You're an incredibly strong/smart lady, and I admire/respect you in general, but on this matter, we will have to agree to disagree Marina. I belong to the camp that believes that the education of children is the parents' responsibility [when possible], not that of the gov. nor the child herself. However, I realize many disagree, and that in fact, many children are literally forced to move out of their homes at age 18, but I disagree that children become the gov.'s responsibility at that time, unless assistance is needed.


----------



## Daniel A. (Mar 20, 2011)

Boy I'm retired with my wife still working for five more years.

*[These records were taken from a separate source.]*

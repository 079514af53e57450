//! Tree normalization passes.
//!
//! Two independent, sequential passes remove the wrapper nodes the grammar's
//! single-alternative productions introduce: [`collapse_chains`] shrinks
//! unary chains, [`flatten_expressions`] turns the right-recursive
//! expression spine into one flat argument list per braced group. Both
//! passes mutate the tree in place and are idempotent.

use super::syntax::{SyntaxNode, SyntaxTag};

/// Collapse unary chains.
///
/// A non-root node with exactly one child becomes that child (tag, value,
/// and children), repeatedly, until it genuinely branches or is a true
/// leaf. The root is always recursed into, never collapsed, even when it
/// has a single child.
pub fn collapse_chains(root: &mut SyntaxNode) {
    for child in &mut root.children {
        collapse_node(child);
    }
}

fn collapse_node(node: &mut SyntaxNode) {
    while node.children.len() == 1 {
        if let Some(only) = node.children.pop() {
            *node = only;
        }
    }
    for child in &mut node.children {
        collapse_node(child);
    }
}

/// Flatten expression nodes.
///
/// Post-order: once a node's children are processed, any child tagged
/// `Expression` is replaced in the child list by its own children, so the
/// nested expressions produced by right recursion end up as direct,
/// ordered siblings.
pub fn flatten_expressions(node: &mut SyntaxNode) {
    for child in &mut node.children {
        flatten_expressions(child);
    }

    if node
        .children
        .iter()
        .any(|child| child.tag == SyntaxTag::Expression)
    {
        let mut flat = Vec::with_capacity(node.children.len());
        for child in std::mem::take(&mut node.children) {
            if child.tag == SyntaxTag::Expression {
                flat.extend(child.children);
            } else {
                flat.push(child);
            }
        }
        node.children = flat;
    }
}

My son decided that a trade program would be his best chance in the future and is working on it.
My wife paid his tuition as the paper work for his application for a student loan was not done right and the fee's needed to be paid ASAP 4000.00 
After being on a waiting list for 18 months we were not going to see him miss this chance.

I've been taking money from my RRSP to help support him. 

He lives independent.


----------



## uptoolate (Oct 9, 2011)

Maybe the government sees it as an investment in the future of the country. Optimizing education for all of its citizens. Certainly they did when I went to school and paid a ridiculously small amount in tuition because it was directly subsidized by the government. Students I teach these days are graduating with unprecedented levels of debt (200K+) and in many ways it is restricting their ability to contribute to society in a broader way. Who can afford to take a year or two to do volunteer work any more when they must immediately start working to pay back their debts. There are many ways to look at the issue as we found last year with all the activism by the students in Quebec. I don't know where the balance is or what the 'right' answer is. I do remember that even back in the seventies, OSAP was referred to as the Ontario Stereo Acquisition Programme by many and I think that even with much lower tuitions, it was much easier to get grant money that didn't even have to be paid back.


----------



## HaroldCrump (Jun 10, 2009)

uptoolate, what you refer to is precisely what is known as an education bubble.
Or, the education inflation.
Government policy of subsidies in this case, just like almost every other policy of thoughtless subsidies, has created this education bubble with the exact opposite of intended consequences.
This is the Law of Unintended Consequences of stupid govt. subsidies.

What we have now is an education speculation, just like R/E speculation, where borrowed money is used to speculate on which university, which degree program, which diploma must a student pursue to get the best bang for the buck i.e. allow him/her to get a job on Wall St. creating more derivatives and yet more speculation in other aspects of society.
The govt. tries to control this bubble by subsidizing education, which drives up the price of education even further.
The govt. keeps increasing subsidies - direct and indirect, and the cost of education keeps going up and up (surprise, surprise).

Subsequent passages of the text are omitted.